▶ _Assignment_: Search the data below, and report every line in which "filter" occurs.

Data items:
# # #

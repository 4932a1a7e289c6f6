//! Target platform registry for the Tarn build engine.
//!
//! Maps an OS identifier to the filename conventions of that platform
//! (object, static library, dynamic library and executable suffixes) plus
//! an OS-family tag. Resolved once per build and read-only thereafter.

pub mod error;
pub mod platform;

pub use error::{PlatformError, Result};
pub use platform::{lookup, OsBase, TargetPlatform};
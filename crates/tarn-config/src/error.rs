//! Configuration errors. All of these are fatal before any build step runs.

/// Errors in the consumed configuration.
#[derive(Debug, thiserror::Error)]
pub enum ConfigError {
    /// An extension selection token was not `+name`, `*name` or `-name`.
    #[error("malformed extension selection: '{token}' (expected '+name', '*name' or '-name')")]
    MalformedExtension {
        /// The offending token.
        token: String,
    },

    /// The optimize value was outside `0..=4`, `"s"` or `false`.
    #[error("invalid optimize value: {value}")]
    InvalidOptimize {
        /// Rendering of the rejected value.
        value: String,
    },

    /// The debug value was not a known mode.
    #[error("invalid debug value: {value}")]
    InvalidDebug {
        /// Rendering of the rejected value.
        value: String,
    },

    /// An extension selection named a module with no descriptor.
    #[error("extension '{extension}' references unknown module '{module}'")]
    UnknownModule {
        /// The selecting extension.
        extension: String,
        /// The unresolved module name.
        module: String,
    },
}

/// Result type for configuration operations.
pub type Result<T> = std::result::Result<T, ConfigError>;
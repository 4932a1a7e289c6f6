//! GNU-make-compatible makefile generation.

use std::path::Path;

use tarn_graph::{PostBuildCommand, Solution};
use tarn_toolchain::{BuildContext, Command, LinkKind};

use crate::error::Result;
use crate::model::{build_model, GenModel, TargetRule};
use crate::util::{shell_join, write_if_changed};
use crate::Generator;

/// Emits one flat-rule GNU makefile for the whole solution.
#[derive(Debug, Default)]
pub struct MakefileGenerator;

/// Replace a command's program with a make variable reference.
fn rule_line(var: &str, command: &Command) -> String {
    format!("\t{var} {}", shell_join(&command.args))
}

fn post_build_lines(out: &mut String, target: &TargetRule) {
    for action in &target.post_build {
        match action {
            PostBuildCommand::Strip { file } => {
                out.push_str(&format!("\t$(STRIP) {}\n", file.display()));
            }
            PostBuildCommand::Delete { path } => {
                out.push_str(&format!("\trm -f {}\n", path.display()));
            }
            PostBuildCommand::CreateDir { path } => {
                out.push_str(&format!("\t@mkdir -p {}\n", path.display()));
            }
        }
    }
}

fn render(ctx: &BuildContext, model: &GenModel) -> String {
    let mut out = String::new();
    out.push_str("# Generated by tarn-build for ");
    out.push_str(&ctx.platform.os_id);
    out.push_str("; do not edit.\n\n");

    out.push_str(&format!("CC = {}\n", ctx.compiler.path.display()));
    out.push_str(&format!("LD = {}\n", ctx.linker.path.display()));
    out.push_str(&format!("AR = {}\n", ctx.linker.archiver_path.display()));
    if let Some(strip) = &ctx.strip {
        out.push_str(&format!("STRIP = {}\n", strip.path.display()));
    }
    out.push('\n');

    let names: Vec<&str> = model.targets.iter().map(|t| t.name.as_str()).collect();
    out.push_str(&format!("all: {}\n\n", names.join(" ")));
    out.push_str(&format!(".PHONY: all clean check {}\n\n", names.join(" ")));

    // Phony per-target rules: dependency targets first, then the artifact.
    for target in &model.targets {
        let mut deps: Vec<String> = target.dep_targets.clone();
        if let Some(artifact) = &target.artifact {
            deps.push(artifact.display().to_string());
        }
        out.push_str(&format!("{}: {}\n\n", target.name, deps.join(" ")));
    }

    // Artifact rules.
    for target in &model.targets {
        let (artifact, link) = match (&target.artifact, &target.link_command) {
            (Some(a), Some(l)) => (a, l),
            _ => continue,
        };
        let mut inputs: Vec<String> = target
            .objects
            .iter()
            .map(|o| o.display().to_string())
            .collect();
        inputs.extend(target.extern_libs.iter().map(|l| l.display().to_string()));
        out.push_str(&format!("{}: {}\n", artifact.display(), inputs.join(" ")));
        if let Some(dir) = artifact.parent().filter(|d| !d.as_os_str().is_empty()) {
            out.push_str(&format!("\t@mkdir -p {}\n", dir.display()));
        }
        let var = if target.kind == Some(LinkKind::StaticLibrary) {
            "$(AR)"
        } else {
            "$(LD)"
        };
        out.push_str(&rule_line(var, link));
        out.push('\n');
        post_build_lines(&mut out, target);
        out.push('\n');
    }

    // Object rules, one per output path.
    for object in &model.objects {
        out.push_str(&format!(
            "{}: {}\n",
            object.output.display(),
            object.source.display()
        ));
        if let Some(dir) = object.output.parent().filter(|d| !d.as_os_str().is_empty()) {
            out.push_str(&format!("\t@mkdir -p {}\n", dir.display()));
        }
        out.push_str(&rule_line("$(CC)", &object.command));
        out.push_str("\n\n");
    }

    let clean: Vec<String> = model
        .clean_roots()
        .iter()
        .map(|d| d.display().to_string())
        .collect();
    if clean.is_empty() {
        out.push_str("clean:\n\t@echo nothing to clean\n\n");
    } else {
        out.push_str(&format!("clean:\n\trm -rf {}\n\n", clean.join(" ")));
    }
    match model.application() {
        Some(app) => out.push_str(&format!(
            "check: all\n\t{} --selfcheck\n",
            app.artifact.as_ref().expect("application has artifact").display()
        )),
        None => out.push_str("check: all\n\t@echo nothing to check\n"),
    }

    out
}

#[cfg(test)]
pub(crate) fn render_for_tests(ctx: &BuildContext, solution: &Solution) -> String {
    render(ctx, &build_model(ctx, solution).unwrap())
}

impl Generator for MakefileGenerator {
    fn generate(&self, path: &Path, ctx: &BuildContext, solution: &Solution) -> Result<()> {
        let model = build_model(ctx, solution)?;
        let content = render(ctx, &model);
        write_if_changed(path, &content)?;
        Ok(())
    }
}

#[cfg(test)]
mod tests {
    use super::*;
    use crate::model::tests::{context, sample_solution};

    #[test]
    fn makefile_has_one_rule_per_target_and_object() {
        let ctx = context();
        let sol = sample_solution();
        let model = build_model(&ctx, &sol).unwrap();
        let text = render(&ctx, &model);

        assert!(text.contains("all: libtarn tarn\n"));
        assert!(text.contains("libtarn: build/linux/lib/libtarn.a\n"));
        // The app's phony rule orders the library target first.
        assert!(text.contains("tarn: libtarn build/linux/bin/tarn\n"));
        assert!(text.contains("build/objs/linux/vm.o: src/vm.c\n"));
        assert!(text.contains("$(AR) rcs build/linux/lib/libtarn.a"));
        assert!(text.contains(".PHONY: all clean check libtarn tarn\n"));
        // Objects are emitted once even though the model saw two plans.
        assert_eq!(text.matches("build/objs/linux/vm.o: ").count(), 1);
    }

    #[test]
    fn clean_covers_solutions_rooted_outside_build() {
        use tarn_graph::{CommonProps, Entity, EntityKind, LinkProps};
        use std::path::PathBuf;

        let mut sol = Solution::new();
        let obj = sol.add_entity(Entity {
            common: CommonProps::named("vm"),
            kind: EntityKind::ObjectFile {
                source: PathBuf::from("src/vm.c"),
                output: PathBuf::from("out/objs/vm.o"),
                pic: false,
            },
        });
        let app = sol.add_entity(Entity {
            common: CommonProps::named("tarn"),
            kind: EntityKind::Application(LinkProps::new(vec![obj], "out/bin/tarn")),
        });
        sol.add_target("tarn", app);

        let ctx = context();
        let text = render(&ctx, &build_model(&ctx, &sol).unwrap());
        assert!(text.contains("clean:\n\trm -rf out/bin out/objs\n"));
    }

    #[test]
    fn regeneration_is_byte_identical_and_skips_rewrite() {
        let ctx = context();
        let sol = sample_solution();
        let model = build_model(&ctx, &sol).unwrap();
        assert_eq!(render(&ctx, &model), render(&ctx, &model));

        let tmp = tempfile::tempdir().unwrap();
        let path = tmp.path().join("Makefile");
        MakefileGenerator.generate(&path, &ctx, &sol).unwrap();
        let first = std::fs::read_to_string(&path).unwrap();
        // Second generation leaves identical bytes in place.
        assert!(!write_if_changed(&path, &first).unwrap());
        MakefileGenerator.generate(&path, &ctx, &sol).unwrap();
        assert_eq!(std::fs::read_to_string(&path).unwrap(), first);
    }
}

# # #

▶ _Written reply_:
        if let Some(dir) = artifact.parent().filter(|d| !d.as_os_str().is_empty()) {
        if let Some(dir) = object.output.parent().filter(|d| !d.as_os_str().is_empty()) {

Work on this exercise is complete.